=== Begin Enclosure ===

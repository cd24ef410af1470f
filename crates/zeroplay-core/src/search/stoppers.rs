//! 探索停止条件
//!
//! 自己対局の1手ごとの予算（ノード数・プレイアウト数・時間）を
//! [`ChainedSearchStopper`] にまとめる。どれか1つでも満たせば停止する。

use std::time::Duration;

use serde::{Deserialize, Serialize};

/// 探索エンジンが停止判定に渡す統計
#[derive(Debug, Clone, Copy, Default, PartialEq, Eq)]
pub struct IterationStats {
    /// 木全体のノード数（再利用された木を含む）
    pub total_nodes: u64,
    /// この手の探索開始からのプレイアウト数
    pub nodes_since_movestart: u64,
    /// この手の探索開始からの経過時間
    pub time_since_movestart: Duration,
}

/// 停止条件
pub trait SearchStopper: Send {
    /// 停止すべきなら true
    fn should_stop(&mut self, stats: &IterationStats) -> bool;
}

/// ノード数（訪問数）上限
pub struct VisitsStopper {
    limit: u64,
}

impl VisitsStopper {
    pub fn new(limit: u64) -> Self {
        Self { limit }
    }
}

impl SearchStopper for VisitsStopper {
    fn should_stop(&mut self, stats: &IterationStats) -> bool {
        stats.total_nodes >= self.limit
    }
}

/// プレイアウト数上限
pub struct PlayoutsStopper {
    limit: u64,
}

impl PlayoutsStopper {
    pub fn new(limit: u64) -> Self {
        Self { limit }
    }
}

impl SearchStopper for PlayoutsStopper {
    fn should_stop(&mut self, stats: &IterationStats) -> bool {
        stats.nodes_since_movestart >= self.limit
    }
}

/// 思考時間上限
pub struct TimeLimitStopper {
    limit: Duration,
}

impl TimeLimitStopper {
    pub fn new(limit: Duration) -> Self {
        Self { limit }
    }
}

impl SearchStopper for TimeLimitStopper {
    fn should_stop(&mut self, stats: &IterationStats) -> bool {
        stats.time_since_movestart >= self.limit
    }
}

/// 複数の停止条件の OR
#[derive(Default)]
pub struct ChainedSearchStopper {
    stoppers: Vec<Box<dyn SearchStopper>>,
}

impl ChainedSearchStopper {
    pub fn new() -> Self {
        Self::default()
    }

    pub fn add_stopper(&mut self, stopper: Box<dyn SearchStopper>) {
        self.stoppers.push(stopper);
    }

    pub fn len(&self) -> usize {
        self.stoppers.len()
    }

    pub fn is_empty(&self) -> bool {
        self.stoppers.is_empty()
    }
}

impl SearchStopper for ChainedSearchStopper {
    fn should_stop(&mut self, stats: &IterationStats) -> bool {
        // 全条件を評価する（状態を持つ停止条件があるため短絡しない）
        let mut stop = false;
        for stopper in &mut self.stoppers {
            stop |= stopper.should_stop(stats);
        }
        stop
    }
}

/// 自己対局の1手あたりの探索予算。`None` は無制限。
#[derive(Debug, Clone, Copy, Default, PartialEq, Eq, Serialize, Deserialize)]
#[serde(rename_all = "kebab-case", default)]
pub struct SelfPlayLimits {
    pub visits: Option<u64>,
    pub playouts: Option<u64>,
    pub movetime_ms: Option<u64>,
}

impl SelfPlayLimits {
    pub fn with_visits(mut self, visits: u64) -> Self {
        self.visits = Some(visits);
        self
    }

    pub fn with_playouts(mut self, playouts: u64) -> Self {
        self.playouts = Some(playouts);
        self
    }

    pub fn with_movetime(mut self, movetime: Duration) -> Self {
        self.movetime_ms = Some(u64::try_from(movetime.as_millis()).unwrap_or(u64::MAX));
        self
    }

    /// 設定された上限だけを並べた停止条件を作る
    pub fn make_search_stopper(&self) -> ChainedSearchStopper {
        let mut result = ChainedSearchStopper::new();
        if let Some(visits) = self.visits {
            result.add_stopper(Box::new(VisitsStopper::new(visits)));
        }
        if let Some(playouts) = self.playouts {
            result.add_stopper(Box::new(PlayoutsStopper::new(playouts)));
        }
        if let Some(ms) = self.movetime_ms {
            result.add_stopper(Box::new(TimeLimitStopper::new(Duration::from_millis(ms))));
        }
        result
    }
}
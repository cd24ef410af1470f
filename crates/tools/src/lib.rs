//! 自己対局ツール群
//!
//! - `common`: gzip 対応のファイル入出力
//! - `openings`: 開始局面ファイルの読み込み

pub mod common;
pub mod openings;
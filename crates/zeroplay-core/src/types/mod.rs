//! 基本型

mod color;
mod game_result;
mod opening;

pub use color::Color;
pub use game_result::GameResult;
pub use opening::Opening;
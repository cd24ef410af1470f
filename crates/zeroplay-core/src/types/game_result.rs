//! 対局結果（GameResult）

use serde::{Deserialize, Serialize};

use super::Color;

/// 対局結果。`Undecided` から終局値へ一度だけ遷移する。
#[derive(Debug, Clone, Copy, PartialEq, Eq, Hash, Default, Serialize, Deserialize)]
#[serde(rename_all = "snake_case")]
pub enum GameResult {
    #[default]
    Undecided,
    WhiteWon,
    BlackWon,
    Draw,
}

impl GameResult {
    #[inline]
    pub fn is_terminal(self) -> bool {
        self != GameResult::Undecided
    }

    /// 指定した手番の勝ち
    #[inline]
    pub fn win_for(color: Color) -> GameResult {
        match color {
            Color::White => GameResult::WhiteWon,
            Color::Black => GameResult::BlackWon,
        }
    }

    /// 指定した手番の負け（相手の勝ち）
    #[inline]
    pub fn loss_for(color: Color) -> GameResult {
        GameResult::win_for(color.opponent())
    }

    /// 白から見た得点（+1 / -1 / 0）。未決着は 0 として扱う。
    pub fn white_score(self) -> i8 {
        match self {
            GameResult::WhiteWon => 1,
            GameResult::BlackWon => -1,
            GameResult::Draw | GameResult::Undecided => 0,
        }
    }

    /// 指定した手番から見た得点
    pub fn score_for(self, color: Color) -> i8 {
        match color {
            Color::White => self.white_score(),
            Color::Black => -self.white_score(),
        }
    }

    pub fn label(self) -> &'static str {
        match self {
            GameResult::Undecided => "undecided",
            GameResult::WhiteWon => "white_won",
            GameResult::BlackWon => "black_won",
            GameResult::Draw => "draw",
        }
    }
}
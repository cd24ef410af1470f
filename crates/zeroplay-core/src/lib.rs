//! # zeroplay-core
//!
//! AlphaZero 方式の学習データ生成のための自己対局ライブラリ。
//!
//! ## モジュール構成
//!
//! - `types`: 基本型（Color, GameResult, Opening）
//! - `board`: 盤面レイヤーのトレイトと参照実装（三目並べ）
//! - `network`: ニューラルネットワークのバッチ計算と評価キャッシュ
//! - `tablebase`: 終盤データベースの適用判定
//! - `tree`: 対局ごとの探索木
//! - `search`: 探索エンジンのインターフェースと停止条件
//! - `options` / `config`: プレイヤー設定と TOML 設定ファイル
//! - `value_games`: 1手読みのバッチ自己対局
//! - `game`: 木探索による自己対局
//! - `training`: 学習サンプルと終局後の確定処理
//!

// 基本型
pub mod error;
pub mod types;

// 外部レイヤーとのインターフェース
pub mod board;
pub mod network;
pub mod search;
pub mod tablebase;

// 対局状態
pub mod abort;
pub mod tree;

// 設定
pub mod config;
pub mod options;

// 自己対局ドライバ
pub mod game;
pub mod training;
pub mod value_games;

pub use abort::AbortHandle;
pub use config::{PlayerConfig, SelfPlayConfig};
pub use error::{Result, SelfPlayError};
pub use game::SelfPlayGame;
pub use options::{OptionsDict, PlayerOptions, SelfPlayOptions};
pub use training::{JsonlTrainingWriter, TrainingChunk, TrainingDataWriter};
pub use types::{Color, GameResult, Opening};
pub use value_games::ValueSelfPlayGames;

=== End Enclosure ===

Search the listing above for lines with the word "serde", and state how many there are, nothing else.

4